* TRY IT *
Word for word, retype the entire listing.

###

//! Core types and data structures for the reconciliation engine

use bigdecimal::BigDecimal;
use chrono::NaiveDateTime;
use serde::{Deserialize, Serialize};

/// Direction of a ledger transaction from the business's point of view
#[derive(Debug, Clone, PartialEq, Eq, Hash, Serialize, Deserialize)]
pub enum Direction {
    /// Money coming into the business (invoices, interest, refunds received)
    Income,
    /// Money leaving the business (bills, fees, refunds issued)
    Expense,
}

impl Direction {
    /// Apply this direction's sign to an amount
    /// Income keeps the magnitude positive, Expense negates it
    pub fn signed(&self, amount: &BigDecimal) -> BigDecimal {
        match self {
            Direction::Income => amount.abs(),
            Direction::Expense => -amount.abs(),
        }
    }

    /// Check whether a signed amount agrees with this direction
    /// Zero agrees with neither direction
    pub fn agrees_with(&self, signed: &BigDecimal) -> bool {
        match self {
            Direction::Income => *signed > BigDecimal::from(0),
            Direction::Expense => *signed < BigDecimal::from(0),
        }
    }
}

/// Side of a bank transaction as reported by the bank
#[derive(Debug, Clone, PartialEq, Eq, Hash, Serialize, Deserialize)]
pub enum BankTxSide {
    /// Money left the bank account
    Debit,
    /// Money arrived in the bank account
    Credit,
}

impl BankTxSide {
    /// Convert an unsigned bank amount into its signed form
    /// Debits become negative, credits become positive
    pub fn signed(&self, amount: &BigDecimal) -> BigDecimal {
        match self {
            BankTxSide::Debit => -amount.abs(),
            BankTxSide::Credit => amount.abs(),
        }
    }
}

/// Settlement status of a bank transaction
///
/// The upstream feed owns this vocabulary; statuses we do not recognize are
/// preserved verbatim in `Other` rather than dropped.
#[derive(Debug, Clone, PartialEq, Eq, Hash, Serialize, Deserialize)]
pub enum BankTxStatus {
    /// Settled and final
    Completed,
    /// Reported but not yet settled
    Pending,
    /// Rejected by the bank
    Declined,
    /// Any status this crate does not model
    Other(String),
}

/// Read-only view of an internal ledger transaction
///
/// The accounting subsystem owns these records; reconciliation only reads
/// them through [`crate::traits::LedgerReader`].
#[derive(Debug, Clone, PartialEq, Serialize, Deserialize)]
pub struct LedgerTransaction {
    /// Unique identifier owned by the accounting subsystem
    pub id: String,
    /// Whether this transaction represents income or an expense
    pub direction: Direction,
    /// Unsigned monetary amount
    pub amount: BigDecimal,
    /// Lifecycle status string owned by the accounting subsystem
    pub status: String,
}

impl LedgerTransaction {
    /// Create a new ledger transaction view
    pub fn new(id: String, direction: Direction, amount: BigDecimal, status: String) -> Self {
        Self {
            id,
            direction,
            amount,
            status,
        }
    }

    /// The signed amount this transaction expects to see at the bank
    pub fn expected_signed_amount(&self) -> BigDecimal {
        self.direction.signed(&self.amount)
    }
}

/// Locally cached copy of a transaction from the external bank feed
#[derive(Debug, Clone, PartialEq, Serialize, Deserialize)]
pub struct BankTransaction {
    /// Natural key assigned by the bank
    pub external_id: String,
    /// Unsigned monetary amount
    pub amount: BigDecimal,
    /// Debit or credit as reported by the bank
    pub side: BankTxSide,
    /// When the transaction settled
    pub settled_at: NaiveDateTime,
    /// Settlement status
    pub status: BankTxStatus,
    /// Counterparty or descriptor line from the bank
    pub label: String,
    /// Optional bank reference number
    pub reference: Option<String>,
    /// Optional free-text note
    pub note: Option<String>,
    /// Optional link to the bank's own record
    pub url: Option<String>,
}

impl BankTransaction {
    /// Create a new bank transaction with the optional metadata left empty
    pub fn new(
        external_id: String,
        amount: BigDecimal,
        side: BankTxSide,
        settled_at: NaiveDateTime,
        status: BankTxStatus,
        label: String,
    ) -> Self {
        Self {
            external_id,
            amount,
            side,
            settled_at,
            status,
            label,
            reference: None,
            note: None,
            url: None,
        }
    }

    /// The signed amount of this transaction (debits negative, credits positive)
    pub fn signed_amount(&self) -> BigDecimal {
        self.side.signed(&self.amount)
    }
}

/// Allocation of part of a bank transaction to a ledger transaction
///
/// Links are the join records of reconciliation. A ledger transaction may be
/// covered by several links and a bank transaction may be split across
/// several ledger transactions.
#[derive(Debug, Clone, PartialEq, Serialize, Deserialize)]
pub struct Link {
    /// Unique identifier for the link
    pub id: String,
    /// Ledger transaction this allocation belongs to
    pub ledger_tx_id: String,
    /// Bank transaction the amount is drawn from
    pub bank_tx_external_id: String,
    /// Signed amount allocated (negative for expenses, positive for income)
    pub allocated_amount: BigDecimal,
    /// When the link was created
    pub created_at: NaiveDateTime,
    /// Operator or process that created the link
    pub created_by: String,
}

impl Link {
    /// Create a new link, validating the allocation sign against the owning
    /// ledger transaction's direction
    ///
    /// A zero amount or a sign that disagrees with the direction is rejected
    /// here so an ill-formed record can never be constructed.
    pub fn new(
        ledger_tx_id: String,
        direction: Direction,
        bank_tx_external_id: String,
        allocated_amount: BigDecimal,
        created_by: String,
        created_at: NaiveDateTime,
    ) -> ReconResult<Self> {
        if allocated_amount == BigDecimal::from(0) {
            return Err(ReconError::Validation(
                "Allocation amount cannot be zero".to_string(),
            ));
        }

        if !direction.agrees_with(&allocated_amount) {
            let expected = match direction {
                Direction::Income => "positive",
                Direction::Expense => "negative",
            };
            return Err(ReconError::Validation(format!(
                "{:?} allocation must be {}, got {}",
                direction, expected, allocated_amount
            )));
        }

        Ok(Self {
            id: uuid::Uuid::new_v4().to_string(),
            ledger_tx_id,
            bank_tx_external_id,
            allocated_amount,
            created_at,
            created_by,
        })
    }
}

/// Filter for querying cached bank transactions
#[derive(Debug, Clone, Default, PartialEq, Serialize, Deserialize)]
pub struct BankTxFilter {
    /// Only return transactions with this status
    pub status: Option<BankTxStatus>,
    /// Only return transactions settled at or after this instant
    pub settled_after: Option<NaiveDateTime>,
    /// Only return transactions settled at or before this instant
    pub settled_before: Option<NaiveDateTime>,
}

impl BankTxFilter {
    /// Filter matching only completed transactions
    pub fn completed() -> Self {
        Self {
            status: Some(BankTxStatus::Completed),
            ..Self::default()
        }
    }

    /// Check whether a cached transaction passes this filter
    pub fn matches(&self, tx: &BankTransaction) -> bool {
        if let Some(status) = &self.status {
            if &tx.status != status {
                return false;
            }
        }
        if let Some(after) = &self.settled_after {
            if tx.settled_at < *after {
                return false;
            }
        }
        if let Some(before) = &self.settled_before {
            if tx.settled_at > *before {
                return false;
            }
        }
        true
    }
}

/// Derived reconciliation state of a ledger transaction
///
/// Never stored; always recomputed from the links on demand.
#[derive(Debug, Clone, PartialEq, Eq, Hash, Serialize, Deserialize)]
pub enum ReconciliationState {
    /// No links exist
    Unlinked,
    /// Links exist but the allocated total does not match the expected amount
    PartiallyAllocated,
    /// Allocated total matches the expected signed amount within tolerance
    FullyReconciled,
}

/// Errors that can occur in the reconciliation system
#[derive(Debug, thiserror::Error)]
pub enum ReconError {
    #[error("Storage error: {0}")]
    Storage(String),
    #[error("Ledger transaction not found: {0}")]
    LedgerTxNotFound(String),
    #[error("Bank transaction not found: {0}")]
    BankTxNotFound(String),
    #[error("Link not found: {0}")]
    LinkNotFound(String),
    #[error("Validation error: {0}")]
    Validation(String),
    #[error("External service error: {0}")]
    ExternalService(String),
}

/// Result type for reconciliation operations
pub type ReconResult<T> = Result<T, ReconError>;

###

* TASK RESPONSE *
//! Core types and data structures for the reconciliation engine

use bigdecimal::BigDecimal;
use chrono::NaiveDateTime;
use serde::{Deserialize, Serialize};

/// Direction of a ledger transaction from the business's point of view
#[derive(Debug, Clone, PartialEq, Eq, Hash, Serialize, Deserialize)]
pub enum Direction {
    /// Money coming into the business (invoices, interest, refunds received)
    Income,
    /// Money leaving the business (bills, fees, refunds issued)
    Expense,
}

impl Direction {
    /// Apply this direction's sign to an amount
    /// Income keeps the magnitude positive, Expense negates it
    pub fn signed(&self, amount: &BigDecimal) -> BigDecimal {
        match self {
            Direction::Income => amount.abs(),
            Direction::Expense => -amount.abs(),
        }
    }

    /// Check whether a signed amount agrees with this direction
    /// Zero agrees with neither direction
    pub fn agrees_with(&self, signed: &BigDecimal) -> bool {
        match self {
            Direction::Income => *signed > BigDecimal::from(0),
            Direction::Expense => *signed < BigDecimal::from(0),
        }
    }
}

/// Side of a bank transaction as reported by the bank
#[derive(Debug, Clone, PartialEq, Eq, Hash, Serialize, Deserialize)]
pub enum BankTxSide {
    /// Money left the bank account
    Debit,
    /// Money arrived in the bank account
    Credit,
}

impl BankTxSide {
    /// Convert an unsigned bank amount into its signed form
    /// Debits become negative, credits become positive
    pub fn signed(&self, amount: &BigDecimal) -> BigDecimal {
        match self {
            BankTxSide::Debit => -amount.abs(),
            BankTxSide::Credit => amount.abs(),
        }
    }
}

/// Settlement status of a bank transaction
///
/// The upstream feed owns this vocabulary; statuses we do not recognize are
/// preserved verbatim in `Other` rather than dropped.
#[derive(Debug, Clone, PartialEq, Eq, Hash, Serialize, Deserialize)]
pub enum BankTxStatus {
    /// Settled and final
    Completed,
    /// Reported but not yet settled
    Pending,
    /// Rejected by the bank
    Declined,
    /// Any status this crate does not model
    Other(String),
}

/// Read-only view of an internal ledger transaction
///
/// The accounting subsystem owns these records; reconciliation only reads
/// them through [`crate::traits::LedgerReader`].
#[derive(Debug, Clone, PartialEq, Serialize, Deserialize)]
pub struct LedgerTransaction {
    /// Unique identifier owned by the accounting subsystem
    pub id: String,
    /// Whether this transaction represents income or an expense
    pub direction: Direction,
    /// Unsigned monetary amount
    pub amount: BigDecimal,
    /// Lifecycle status string owned by the accounting subsystem
    pub status: String,
}

impl LedgerTransaction {
    /// Create a new ledger transaction view
    pub fn new(id: String, direction: Direction, amount: BigDecimal, status: String) -> Self {
        Self {
            id,
            direction,
            amount,
            status,
        }
    }

    /// The signed amount this transaction expects to see at the bank
    pub fn expected_signed_amount(&self) -> BigDecimal {
        self.direction.signed(&self.amount)
    }
}

/// Locally cached copy of a transaction from the external bank feed
#[derive(Debug, Clone, PartialEq, Serialize, Deserialize)]
pub struct BankTransaction {
    /// Natural key assigned by the bank
    pub external_id: String,
    /// Unsigned monetary amount
    pub amount: BigDecimal,
    /// Debit or credit as reported by the bank
    pub side: BankTxSide,
    /// When the transaction settled
    pub settled_at: NaiveDateTime,
    /// Settlement status
    pub status: BankTxStatus,
    /// Counterparty or descriptor line from the bank
    pub label: String,
    /// Optional bank reference number
    pub reference: Option<String>,
    /// Optional free-text note
    pub note: Option<String>,
    /// Optional link to the bank's own record
    pub url: Option<String>,
}

impl BankTransaction {
    /// Create a new bank transaction with the optional metadata left empty
    pub fn new(
        external_id: String,
        amount: BigDecimal,
        side: BankTxSide,
        settled_at: NaiveDateTime,
        status: BankTxStatus,
        label: String,
    ) -> Self {
        Self {
            external_id,
            amount,
            side,
            settled_at,
            status,
            label,
            reference: None,
            note: None,
            url: None,
        }
    }

    /// The signed amount of this transaction (debits negative, credits positive)
    pub fn signed_amount(&self) -> BigDecimal {
        self.side.signed(&self.amount)
    }
}

/// Allocation of part of a bank transaction to a ledger transaction
///
/// Links are the join records of reconciliation. A ledger transaction may be
/// covered by several links and a bank transaction may be split across
/// several ledger transactions.
#[derive(Debug, Clone, PartialEq, Serialize, Deserialize)]
pub struct Link {
    /// Unique identifier for the link
    pub id: String,
    /// Ledger transaction this allocation belongs to
    pub ledger_tx_id: String,
    /// Bank transaction the amount is drawn from
    pub bank_tx_external_id: String,
    /// Signed amount allocated (negative for expenses, positive for income)
    pub allocated_amount: BigDecimal,
    /// When the link was created
    pub created_at: NaiveDateTime,
    /// Operator or process that created the link
    pub created_by: String,
}

impl Link {
    /// Create a new link, validating the allocation sign against the owning
    /// ledger transaction's direction
    ///
    /// A zero amount or a sign that disagrees with the direction is rejected
    /// here so an ill-formed record can never be constructed.
    pub fn new(
        ledger_tx_id: String,
        direction: Direction,
        bank_tx_external_id: String,
        allocated_amount: BigDecimal,
        created_by: String,
        created_at: NaiveDateTime,
    ) -> ReconResult<Self> {
        if allocated_amount == BigDecimal::from(0) {
            return Err(ReconError::Validation(
                "Allocation amount cannot be zero".to_string(),
            ));
        }

        if !direction.agrees_with(&allocated_amount) {
            let expected = match direction {
                Direction::Income => "positive",
                Direction::Expense => "negative",
            };
            return Err(ReconError::Validation(format!(
                "{:?} allocation must be {}, got {}",
                direction, expected, allocated_amount
            )));
        }

        Ok(Self {
            id: uuid::Uuid::new_v4().to_string(),
            ledger_tx_id,
            bank_tx_external_id,
            allocated_amount,
            created_at,
            created_by,
        })
    }
}

/// Filter for querying cached bank transactions
#[derive(Debug, Clone, Default, PartialEq, Serialize, Deserialize)]
pub struct BankTxFilter {
    /// Only return transactions with this status
    pub status: Option<BankTxStatus>,
    /// Only return transactions settled at or after this instant
    pub settled_after: Option<NaiveDateTime>,
    /// Only return transactions settled at or before this instant
    pub settled_before: Option<NaiveDateTime>,
}

impl BankTxFilter {
    /// Filter matching only completed transactions
    pub fn completed() -> Self {
        Self {
            status: Some(BankTxStatus::Completed),
            ..Self::default()
        }
    }

    /// Check whether a cached transaction passes this filter
    pub fn matches(&self, tx: &BankTransaction) -> bool {
        if let Some(status) = &self.status {
            if &tx.status != status {
                return false;
            }
        }
        if let Some(after) = &self.settled_after {
            if tx.settled_at < *after {
                return false;
            }
        }
        if let Some(before) = &self.settled_before {
            if tx.settled_at > *before {
                return false;
            }
        }
        true
    }
}

/// Derived reconciliation state of a ledger transaction
///
/// Never stored; always recomputed from the links on demand.
#[derive(Debug, Clone, PartialEq, Eq, Hash, Serialize, Deserialize)]
pub enum ReconciliationState {
    /// No links exist
    Unlinked,
    /// Links exist but the allocated total does not match the expected amount
    PartiallyAllocated,
    /// Allocated total matches the expected signed amount within tolerance
    FullyReconciled,
}

/// Errors that can occur in the reconciliation system
#[derive(Debug, thiserror::Error)]
pub enum ReconError {
    #[error("Storage error: {0}")]
    Storage(String),
    #[error("Ledger transaction not found: {0}")]
    LedgerTxNotFound(String),
    #[error("Bank transaction not found: {0}")]
    BankTxNotFound(String),
    #[error("Link not found: {0}")]
    LinkNotFound(String),
    #[error("Validation error: {0}")]
    Validation(String),
    #[error("External service error: {0}")]
    ExternalService(String),
}

/// Result type for reconciliation operations
pub type ReconResult<T> = Result<T, ReconError>;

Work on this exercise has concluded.